_WORK REQUIRED:_ Output range, inclusive: from the line containing "repository d685a5a4e73e11c7" to the line containing "use super::section::SectionRecord;". Restate those lines from the data below word for word and only those.

_PROVIDED RECORDS:_
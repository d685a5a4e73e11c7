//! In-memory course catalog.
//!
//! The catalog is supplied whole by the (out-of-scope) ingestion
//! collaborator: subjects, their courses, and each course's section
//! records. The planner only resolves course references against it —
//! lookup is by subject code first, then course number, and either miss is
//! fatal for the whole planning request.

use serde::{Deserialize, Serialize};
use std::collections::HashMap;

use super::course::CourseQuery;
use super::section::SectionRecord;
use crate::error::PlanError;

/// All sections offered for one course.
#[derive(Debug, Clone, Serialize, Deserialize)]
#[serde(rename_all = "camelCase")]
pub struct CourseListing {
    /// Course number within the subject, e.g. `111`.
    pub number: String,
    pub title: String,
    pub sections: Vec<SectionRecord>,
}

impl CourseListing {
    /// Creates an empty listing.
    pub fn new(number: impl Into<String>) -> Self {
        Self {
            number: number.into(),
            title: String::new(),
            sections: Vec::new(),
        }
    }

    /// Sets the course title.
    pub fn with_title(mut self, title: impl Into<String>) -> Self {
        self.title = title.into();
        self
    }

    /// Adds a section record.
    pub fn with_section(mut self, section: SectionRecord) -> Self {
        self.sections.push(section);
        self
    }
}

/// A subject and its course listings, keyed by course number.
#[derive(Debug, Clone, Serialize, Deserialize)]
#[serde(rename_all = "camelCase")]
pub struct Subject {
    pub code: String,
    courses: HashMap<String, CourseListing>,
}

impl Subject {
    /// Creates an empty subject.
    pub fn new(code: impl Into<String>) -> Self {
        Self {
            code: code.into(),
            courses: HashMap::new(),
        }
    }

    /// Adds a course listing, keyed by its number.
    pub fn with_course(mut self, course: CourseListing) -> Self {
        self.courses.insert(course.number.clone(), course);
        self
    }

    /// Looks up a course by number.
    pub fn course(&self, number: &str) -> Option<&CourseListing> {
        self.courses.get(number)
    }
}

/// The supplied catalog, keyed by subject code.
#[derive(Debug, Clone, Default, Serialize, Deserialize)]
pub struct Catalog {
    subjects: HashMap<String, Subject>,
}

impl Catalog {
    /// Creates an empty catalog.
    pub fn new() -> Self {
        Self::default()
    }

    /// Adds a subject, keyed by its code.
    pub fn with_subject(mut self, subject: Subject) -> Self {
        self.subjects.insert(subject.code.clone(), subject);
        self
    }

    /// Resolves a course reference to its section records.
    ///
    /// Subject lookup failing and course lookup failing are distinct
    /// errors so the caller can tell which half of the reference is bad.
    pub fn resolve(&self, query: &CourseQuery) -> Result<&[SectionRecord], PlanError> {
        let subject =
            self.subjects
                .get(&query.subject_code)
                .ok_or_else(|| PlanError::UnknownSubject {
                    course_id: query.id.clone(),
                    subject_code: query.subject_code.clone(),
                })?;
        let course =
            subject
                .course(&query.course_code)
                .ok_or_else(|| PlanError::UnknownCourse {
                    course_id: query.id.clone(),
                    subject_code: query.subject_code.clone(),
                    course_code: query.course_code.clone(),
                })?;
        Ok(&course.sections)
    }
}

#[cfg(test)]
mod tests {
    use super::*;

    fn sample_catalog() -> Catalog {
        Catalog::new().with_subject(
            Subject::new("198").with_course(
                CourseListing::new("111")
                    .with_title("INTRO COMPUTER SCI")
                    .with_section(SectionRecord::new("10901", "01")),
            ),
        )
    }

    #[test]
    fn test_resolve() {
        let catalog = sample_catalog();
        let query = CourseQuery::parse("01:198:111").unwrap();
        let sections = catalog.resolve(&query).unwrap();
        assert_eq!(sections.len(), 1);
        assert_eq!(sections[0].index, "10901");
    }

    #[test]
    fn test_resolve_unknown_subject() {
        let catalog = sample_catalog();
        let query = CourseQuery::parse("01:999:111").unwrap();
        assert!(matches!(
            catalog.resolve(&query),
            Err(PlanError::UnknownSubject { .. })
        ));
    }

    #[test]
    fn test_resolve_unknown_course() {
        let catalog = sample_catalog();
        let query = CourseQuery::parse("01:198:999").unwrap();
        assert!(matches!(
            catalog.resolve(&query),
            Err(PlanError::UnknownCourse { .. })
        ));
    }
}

...

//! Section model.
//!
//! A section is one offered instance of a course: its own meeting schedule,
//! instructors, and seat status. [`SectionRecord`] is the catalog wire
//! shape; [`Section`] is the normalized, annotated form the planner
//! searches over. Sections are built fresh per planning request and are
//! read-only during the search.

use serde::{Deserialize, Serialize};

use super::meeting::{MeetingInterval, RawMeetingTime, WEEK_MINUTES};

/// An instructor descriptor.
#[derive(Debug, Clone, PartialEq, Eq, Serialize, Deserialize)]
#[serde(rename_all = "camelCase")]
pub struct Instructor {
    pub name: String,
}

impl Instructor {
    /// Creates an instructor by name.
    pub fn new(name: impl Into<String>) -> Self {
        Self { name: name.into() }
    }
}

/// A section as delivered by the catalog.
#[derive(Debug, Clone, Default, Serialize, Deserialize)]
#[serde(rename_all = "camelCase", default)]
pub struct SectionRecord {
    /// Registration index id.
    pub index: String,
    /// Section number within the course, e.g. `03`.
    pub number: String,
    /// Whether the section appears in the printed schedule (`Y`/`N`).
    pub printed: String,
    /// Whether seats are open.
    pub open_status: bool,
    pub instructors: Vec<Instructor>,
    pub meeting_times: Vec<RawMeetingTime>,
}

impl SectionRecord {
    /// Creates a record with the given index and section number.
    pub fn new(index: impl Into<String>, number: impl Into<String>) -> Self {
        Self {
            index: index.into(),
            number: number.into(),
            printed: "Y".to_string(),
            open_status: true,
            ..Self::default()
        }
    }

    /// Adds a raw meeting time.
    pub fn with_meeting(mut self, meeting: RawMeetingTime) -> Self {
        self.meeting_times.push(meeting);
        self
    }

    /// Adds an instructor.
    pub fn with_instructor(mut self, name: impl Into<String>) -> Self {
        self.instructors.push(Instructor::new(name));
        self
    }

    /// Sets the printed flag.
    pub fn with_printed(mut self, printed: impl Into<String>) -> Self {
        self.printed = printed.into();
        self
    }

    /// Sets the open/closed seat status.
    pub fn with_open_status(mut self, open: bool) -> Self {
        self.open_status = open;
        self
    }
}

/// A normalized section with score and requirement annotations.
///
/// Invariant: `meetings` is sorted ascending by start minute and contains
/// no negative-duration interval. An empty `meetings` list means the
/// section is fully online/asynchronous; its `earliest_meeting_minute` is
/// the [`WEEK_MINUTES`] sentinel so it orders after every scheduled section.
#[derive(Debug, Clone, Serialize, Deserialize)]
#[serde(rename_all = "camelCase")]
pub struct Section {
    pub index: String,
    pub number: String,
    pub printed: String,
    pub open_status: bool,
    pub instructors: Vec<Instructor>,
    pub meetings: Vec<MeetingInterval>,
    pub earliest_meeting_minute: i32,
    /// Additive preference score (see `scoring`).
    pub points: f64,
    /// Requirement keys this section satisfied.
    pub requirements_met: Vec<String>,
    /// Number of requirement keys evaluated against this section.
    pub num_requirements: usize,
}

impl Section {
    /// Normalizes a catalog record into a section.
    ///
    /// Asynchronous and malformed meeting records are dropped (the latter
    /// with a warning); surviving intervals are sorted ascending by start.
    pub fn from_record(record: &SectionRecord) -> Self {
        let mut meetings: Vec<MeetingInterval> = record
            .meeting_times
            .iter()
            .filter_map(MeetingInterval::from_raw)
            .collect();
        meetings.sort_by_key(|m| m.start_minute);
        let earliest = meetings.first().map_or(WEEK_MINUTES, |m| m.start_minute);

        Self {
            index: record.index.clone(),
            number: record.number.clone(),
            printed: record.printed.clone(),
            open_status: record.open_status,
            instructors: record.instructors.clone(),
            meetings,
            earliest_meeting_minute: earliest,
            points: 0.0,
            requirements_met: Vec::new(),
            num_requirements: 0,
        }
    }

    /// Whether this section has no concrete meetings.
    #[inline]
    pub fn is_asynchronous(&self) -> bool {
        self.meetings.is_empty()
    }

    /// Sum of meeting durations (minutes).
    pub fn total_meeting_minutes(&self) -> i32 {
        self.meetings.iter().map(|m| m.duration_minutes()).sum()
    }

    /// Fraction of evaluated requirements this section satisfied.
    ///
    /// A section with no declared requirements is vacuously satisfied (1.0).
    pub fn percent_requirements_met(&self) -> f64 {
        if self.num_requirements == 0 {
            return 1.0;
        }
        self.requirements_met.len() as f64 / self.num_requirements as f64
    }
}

==

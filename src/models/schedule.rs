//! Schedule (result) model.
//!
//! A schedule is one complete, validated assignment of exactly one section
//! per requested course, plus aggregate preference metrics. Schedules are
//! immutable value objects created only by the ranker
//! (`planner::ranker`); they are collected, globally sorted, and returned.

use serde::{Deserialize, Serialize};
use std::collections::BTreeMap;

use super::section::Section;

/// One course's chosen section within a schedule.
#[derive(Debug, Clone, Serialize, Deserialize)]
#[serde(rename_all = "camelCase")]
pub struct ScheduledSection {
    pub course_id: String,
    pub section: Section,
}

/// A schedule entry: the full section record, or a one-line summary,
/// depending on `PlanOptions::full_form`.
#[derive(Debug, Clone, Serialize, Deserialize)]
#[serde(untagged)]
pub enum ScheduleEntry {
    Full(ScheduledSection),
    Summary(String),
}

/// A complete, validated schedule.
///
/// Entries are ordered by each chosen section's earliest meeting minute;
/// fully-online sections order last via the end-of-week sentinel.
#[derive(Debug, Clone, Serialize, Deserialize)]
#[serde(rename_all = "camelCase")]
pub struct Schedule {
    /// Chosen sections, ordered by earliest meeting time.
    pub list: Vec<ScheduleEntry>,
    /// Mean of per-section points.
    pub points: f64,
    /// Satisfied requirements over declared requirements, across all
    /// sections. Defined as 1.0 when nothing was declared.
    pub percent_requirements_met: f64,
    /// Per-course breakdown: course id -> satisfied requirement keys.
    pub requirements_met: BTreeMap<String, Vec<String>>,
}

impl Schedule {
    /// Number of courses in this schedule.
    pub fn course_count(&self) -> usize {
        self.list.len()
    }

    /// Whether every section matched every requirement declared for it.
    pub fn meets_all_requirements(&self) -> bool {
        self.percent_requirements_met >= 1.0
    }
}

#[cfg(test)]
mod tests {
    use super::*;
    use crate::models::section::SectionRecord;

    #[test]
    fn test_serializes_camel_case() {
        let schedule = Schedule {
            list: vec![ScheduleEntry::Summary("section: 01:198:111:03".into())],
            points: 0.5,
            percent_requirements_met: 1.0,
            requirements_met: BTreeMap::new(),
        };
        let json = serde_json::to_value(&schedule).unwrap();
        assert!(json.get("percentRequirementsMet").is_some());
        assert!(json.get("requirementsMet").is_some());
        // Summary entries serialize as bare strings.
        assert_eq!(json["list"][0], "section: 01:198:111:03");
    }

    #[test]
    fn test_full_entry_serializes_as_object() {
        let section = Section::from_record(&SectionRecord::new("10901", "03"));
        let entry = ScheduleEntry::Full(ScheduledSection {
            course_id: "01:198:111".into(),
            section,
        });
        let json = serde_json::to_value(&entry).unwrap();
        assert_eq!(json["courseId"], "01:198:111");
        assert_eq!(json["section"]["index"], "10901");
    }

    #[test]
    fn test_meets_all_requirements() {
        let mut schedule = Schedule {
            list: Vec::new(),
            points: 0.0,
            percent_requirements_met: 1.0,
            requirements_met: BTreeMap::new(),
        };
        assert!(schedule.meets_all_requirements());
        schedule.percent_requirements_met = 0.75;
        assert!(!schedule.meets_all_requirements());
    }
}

_TASK RESPONSE:_
repository d685a5a4e73e11c7
//! In-memory course catalog.
//!
//! The catalog is supplied whole by the (out-of-scope) ingestion
//! collaborator: subjects, their courses, and each course's section
//! records. The planner only resolves course references against it —
//! lookup is by subject code first, then course number, and either miss is
//! fatal for the whole planning request.

use serde::{Deserialize, Serialize};
use std::collections::HashMap;

use super::course::CourseQuery;
use super::section::SectionRecord;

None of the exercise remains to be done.